L'Agenzia delle Entrate chiarisce da quando è efficace la modifica di una rendita catastale di un fabbricato e da quando diventa utilizzabile da un ente impositore per la determinazione dei tributi.


Rispondendo ad un quesito di un contribuente, l'Agenzia delle Entrate - sulla Posta di FiscoOggi - ricorda che, in materia di efficacia della rendita iscritta negli atti catastali, l’art. 74 della legge 342/2000 prevede che gli atti attributivi o modificativi delle rendite catastali per terreni e fabbricati diventano efficaci solo a decorrere dalla loro notificazione ai soggetti intestatari.

E' quindi dalla data di notifica, che decorre il termine per l’eventuale contestazione dell’atto attributivo o modificativo.

Rendita catastale: chiarimenti su efficacia e utilizzabilità

Utilizzabilità ai fini impositivi

Per quel che riguarda invece l'utilizzabilità a fini impositivi della rendita attribuita o modificata con riferimento ai periodi anteriori la notifica, il Fisco ha ribadito, in linea con alcune recenti ordinanze della Corte di Cassazione, che la legge non esclude l’applicabilità della nuova rendita anche per le annualità d’imposta non ancora definite, cioè ancora suscettibili di accertamento, liquidazione, rimborso.

In definitiva: la nuova rendita non può essere utilizzata giuridicamente se non notificata, ma la stessa diventa utilizzabile per la determinazione dei tributi, una volta che è stata notificata, anche per periodi d’imposta non ancora definiti.

 

Rendita catastale: riepilogo al volo

Ricordiamo che la rendita catastale è un valore che è attribuito ad ogni immobile, sia ai fabbricati che ai terreni.

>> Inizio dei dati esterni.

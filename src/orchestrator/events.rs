use std::sync::Arc;

use tokio::sync::{broadcast, RwLock};
use tracing::debug;
use uuid::Uuid;

use crate::types::OrchestratorEvent;

/// Broadcast bus for orchestration lifecycle events: dispatch start and
/// completion, per-agent call outcomes, health transitions, report
/// finalization. Keeps a bounded in-memory history for inspection.
pub struct EventBus {
    event_sender: broadcast::Sender<OrchestratorEvent>,
    event_history: Arc<RwLock<Vec<OrchestratorEvent>>>,
}

const HISTORY_LIMIT: usize = 10_000;

impl EventBus {
    pub fn new() -> Self {
        let (event_sender, _) = broadcast::channel(1024);

        Self {
            event_sender,
            event_history: Arc::new(RwLock::new(Vec::new())),
        }
    }

    /// Publish an event to all subscribers and record it in history.
    pub async fn publish(&self, source: &str, event_type: &str, data: serde_json::Value) {
        let event = OrchestratorEvent {
            id: Uuid::new_v4(),
            timestamp: chrono::Utc::now(),
            source: source.to_string(),
            event_type: event_type.to_string(),
            data,
        };

        debug!(source, event_type, "publishing event");

        {
            let mut history = self.event_history.write().await;
            history.push(event.clone());
            if history.len() > HISTORY_LIMIT {
                history.drain(0..HISTORY_LIMIT / 10);
            }
        }

        // A send error only means there are no active subscribers.
        let _ = self.event_sender.send(event);
    }

    pub fn subscribe(&self) -> broadcast::Receiver<OrchestratorEvent> {
        self.event_sender.subscribe()
    }

    pub fn subscriber_count(&self) -> usize {
        self.event_sender.receiver_count()
    }

    /// Event history filtered by source and/or event type, most recent last.
    pub async fn history(
        &self,
        source: Option<&str>,
        event_type: Option<&str>,
        limit: Option<usize>,
    ) -> Vec<OrchestratorEvent> {
        let history = self.event_history.read().await;

        let filtered: Vec<OrchestratorEvent> = history
            .iter()
            .filter(|event| {
                if let Some(s) = source {
                    if event.source != s {
                        return false;
                    }
                }
                if let Some(t) = event_type {
                    if event.event_type != t {
                        return false;
                    }
                }
                true
            })
            .cloned()
            .collect();

        match limit {
            Some(limit) if filtered.len() > limit => {
                filtered[filtered.len() - limit..].to_vec()
            }
            _ => filtered,
        }
    }
}

impl Default for EventBus {
    fn default() -> Self {
        Self::new()
    }
}

#[cfg(test)]
mod tests {
    use super::*;
    use serde_json::json;

    #[tokio::test]
    async fn publish_reaches_subscribers() {
        let bus = EventBus::new();
        let mut receiver = bus.subscribe();

        bus.publish("dispatcher", "dispatch_started", json!({"work_unit": "wu-1"}))
            .await;

        let event = receiver.recv().await.unwrap();
        assert_eq!(event.source, "dispatcher");
        assert_eq!(event.event_type, "dispatch_started");
        assert_eq!(event.data["work_unit"], "wu-1");
    }

    #[tokio::test]
    async fn history_filters_by_source_and_type() {
        let bus = EventBus::new();
        bus.publish("dispatcher", "dispatch_started", json!({})).await;
        bus.publish("health", "agent_status_changed", json!({})).await;
        bus.publish("dispatcher", "agent_call_completed", json!({})).await;

        assert_eq!(bus.history(None, None, None).await.len(), 3);
        assert_eq!(bus.history(Some("dispatcher"), None, None).await.len(), 2);
        assert_eq!(
            bus.history(None, Some("agent_status_changed"), None).await.len(),
            1
        );
    }

    #[tokio::test]
    async fn history_limit_keeps_most_recent() {
        let bus = EventBus::new();
        for i in 0..5 {
            bus.publish("dispatcher", "agent_call_completed", json!({"index": i}))
                .await;
        }

        let limited = bus.history(None, None, Some(2)).await;
        assert_eq!(limited.len(), 2);
        assert_eq!(limited[0].data["index"], 3);
        assert_eq!(limited[1].data["index"], 4);
    }
}
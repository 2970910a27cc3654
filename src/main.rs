use anyhow::{Context, Result};
use clap::{Parser, Subcommand};
use commit_review_orchestrator::{
    config::Config,
    github::{GitHubClient, GitHubWorkSource},
    orchestrator::{
        Dispatcher, DispatcherConfig, EventBus, HealthMonitor, HealthMonitorConfig, ReportWorkflow,
    },
    registry::AgentRegistry,
    reports::ReportGenerator,
    transport::{HttpTransport, Transport},
    types::{RunSummary, SessionContext, WorkKind, WorkUnit},
};
use std::path::PathBuf;
use std::sync::Arc;
use tracing::{info, warn};
use tracing_subscriber::{layer::SubscriberExt, util::SubscriberInitExt};

#[derive(Parser)]
#[command(name = "review-orchestrator")]
#[command(about = "Multi-agent commit review orchestrator")]
#[command(version = "0.1.0")]
struct Cli {
    #[command(subcommand)]
    command: Commands,

    /// Configuration file path
    #[arg(short, long)]
    config: Option<PathBuf>,

    /// Log level
    #[arg(short, long, default_value = "info")]
    log_level: String,
}

#[derive(Subcommand)]
enum Commands {
    /// Generate a status report over recent commits
    Report {
        /// GitHub repository (owner/repo); falls back to the config value
        #[arg(short, long)]
        repo: Option<String>,

        /// Number of recent commits to analyze
        #[arg(short = 'n', long)]
        limit: Option<u8>,

        /// GitHub token for API access
        #[arg(short, long, env = "GITHUB_TOKEN")]
        token: String,

        /// Output format (json, markdown, text)
        #[arg(short, long, default_value = "markdown")]
        output: String,

        /// Output file path (defaults to stdout)
        #[arg(short = 'f', long)]
        output_file: Option<PathBuf>,
    },

    /// Dispatch a single ad-hoc work unit to capable agents
    Dispatch {
        /// Work kind (fetch, analyze, review)
        #[arg(short, long)]
        kind: String,

        /// Opaque payload forwarded to the agents
        #[arg(short, long, default_value = "{}")]
        payload: String,

        /// Required capability (repeatable)
        #[arg(short = 'r', long = "require", required = true)]
        require: Vec<String>,

        /// Output format (json, markdown, text)
        #[arg(short, long, default_value = "text")]
        output: String,
    },

    /// Probe all configured agents once
    Health,

    /// List registered agents with capabilities and status
    Agents,

    /// Initialize configuration file
    Init {
        /// Configuration file path
        #[arg(short = 'F', long, default_value = "review-orchestrator.yml")]
        config_file: PathBuf,

        /// Overwrite an existing file
        #[arg(long)]
        force: bool,
    },
}

#[tokio::main]
async fn main() -> Result<()> {
    dotenv::dotenv().ok();
    let cli = Cli::parse();

    init_tracing(&cli.log_level)?;
    info!("Starting commit review orchestrator");

    let config = load_config(cli.config.as_ref()).await?;

    match cli.command {
        Commands::Report {
            repo,
            limit,
            token,
            output,
            output_file,
        } => run_report(config, repo, limit, token, output, output_file).await?,

        Commands::Dispatch {
            kind,
            payload,
            require,
            output,
        } => run_dispatch(config, kind, payload, require, output).await?,

        Commands::Health => run_health_check(config).await?,

        Commands::Agents => list_agents(config).await?,

        Commands::Init { config_file, force } => init_config(config_file, force).await?,
    }

    Ok(())
}

/// Initialize tracing with the specified log level
fn init_tracing(log_level: &str) -> Result<()> {
    let env_filter = tracing_subscriber::EnvFilter::try_from_default_env()
        .or_else(|_| tracing_subscriber::EnvFilter::try_new(log_level))
        .context("Failed to create env filter")?;

    tracing_subscriber::registry()
        .with(
            tracing_subscriber::fmt::layer()
                .with_target(false)
                .with_level(true),
        )
        .with(env_filter)
        .init();

    Ok(())
}

/// Load configuration from file or use defaults, then apply environment
/// overrides and validate.
async fn load_config(config_path: Option<&PathBuf>) -> Result<Config> {
    let mut config = match config_path {
        Some(path) if path.exists() => {
            info!("Loading configuration from: {:?}", path);
            Config::load_from_file(path)
                .await
                .with_context(|| format!("Failed to read config file: {:?}", path))?
        }
        Some(path) => {
            warn!("Configuration file not found: {:?}. Using defaults.", path);
            Config::default()
        }
        None => Config::default(),
    };

    config.apply_env_overrides()?;
    config.validate()?;
    Ok(config)
}

/// The assembled orchestration components for one CLI invocation.
struct Orchestra {
    registry: Arc<AgentRegistry>,
    events: Arc<EventBus>,
    dispatcher: Arc<Dispatcher>,
    monitor: Arc<HealthMonitor>,
}

async fn build_orchestra(config: &Config) -> Result<Orchestra> {
    let registry = Arc::new(AgentRegistry::new());
    for entry in &config.agents {
        registry.register(entry.to_descriptor()?).await?;
    }

    let transport: Arc<dyn Transport> =
        Arc::new(HttpTransport::new(config.health.probe_path.clone())?);
    let events = Arc::new(EventBus::new());

    let dispatcher = Arc::new(Dispatcher::new(
        Arc::clone(&registry),
        Arc::clone(&transport),
        Arc::clone(&events),
        DispatcherConfig::from(&config.orchestrator),
    ));

    let monitor = Arc::new(HealthMonitor::new(
        Arc::clone(&registry),
        transport,
        Arc::clone(&events),
        HealthMonitorConfig::from(&config.health),
    ));

    Ok(Orchestra {
        registry,
        events,
        dispatcher,
        monitor,
    })
}

/// Generate a consolidated status report over the last N commits
async fn run_report(
    config: Config,
    repo: Option<String>,
    limit: Option<u8>,
    token: String,
    output: String,
    output_file: Option<PathBuf>,
) -> Result<()> {
    let repository = repo
        .or_else(|| {
            if config.github.repository.is_empty() {
                None
            } else {
                Some(config.github.repository.clone())
            }
        })
        .context("No repository given. Pass --repo or set github.repository in the config.")?;
    let limit = limit.unwrap_or(config.github.commit_limit);

    info!("Generating report for {} over {} commits", repository, limit);

    let orchestra = build_orchestra(&config).await?;

    // Resolve agent health before the dispatcher picks its targets, then
    // keep probing in the background for the duration of the run.
    orchestra.monitor.probe_once().await;
    let monitor_handle = Arc::clone(&orchestra.monitor).spawn();

    let github = GitHubClient::new(token)?;
    let login = github
        .check_authentication()
        .await
        .context("Failed to authenticate with GitHub")?;
    info!("Authenticated with GitHub as {}", login);

    let source = Arc::new(GitHubWorkSource::new(
        github,
        limit,
        config.github.required_capabilities.clone(),
    ));
    let workflow = ReportWorkflow::new(
        Arc::clone(&orchestra.dispatcher),
        source,
        Arc::clone(&orchestra.events),
    );

    let mut session = SessionContext::new(repository);
    session.requested_by = Some(login);

    let summary = workflow
        .run(&session)
        .await
        .context("Report run failed")?;

    monitor_handle.shutdown().await;

    output_summary(&summary, &output, output_file.as_ref()).await?;
    info!(
        "Report run completed: {} work units, {} partial",
        summary.reports.len(),
        summary.partial_count()
    );
    Ok(())
}

/// Dispatch a single ad-hoc work unit and print its consolidated report
async fn run_dispatch(
    config: Config,
    kind: String,
    payload: String,
    require: Vec<String>,
    output: String,
) -> Result<()> {
    let kind: WorkKind = kind.parse().map_err(|e: String| anyhow::anyhow!(e))?;

    let orchestra = build_orchestra(&config).await?;
    orchestra.monitor.probe_once().await;

    let work_unit = WorkUnit::new(kind, payload, require);
    info!("Dispatching ad-hoc work unit {}", work_unit.id);

    let report = orchestra
        .dispatcher
        .dispatch_and_aggregate(work_unit)
        .await
        .context("Dispatch failed")?;

    let summary = RunSummary::new(SessionContext::new("(ad-hoc)"), vec![report]);
    output_summary(&summary, &output, None).await?;
    Ok(())
}

/// Probe every configured agent once, reporting reachability
async fn run_health_check(config: Config) -> Result<()> {
    let orchestra = build_orchestra(&config).await?;

    println!("Starting health check...");
    let outcomes = orchestra.monitor.probe_once().await;

    let mut all_up = true;
    for outcome in &outcomes {
        if outcome.reachable {
            println!("✅ {} is ALIVE at {}", outcome.agent_id, outcome.address);
        } else {
            all_up = false;
            let detail = outcome.detail.as_deref().unwrap_or("unreachable");
            println!(
                "❌ {} is UNREACHABLE at {}. Error: {}",
                outcome.agent_id, outcome.address, detail
            );
        }
    }

    if all_up {
        println!("\nAll agents are running correctly!");
    } else {
        println!("\nSome agents failed to respond. Make sure they are started.");
        std::process::exit(1);
    }

    Ok(())
}

/// List registered agents with capabilities and current status
async fn list_agents(config: Config) -> Result<()> {
    let orchestra = build_orchestra(&config).await?;
    orchestra.monitor.probe_once().await;

    for agent in orchestra.registry.snapshot().await {
        let capabilities: Vec<&str> = agent.capabilities.iter().map(String::as_str).collect();
        println!(
            "{:<20} {:<28} {:<10} [{}]",
            agent.id,
            agent.address.as_str(),
            format!("{:?}", agent.status).to_lowercase(),
            capabilities.join(", ")
        );
    }

    Ok(())
}

/// Initialize configuration file
async fn init_config(config_file: PathBuf, force: bool) -> Result<()> {
    if config_file.exists() && !force {
        anyhow::bail!(
            "Configuration file already exists: {:?}. Pass --force to overwrite.",
            config_file
        );
    }

    Config::default()
        .save_to_file(&config_file)
        .await
        .with_context(|| format!("Failed to write configuration file: {:?}", config_file))?;

    info!("Configuration file created: {:?}", config_file);
    println!("Configuration file created: {:?}", config_file);
    println!("Edit this file to customize the agent fleet and timeouts.");
    Ok(())
}

/// Render a run summary in the specified format to stdout or a file
async fn output_summary(
    summary: &RunSummary,
    format: &str,
    output_file: Option<&PathBuf>,
) -> Result<()> {
    let content = ReportGenerator::new().generate(summary, format)?;

    if let Some(file_path) = output_file {
        tokio::fs::write(file_path, &content)
            .await
            .with_context(|| format!("Failed to write output to: {:?}", file_path))?;
        info!("Report written to: {:?}", file_path);
    } else {
        println!("{}", content);
    }

    Ok(())
}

Si tratta, nello specifico, di quella media ordinaria che l'immobile è capace di produrre per sua natura, indipendentemente da quello che poi concretamente produce.

L'art.23 del RD 652/1939 in materia di "Accertamento generale dei fabbricati urbani, rivalutazione del relativo reddito e formaline del nuovo catasto edilizio urbano" determina che la rendita catastale costituisce la base per la determinazione, nei modi che saranno stabiliti per legge, del reddito imponibile soggetto alle imposte ed alle sovrimposte.

In Italia la rendita catastale è un valore fiscale che viene utilizzato per determinare:

  • il valore di un immobile ai fini dell'imposizione diretta e dell'imposta municipale propria (IMU);
  • il valore catastale ai fini dell'imposta sulle successioni e donazioni, delle imposte ipotecaria e catastale;
  • il valore erariale di un bene e la sua redditività in termini erariali per determinare i valori di applicazione di una tassa o di un'imposta;
  • il valore del reddito fondiario.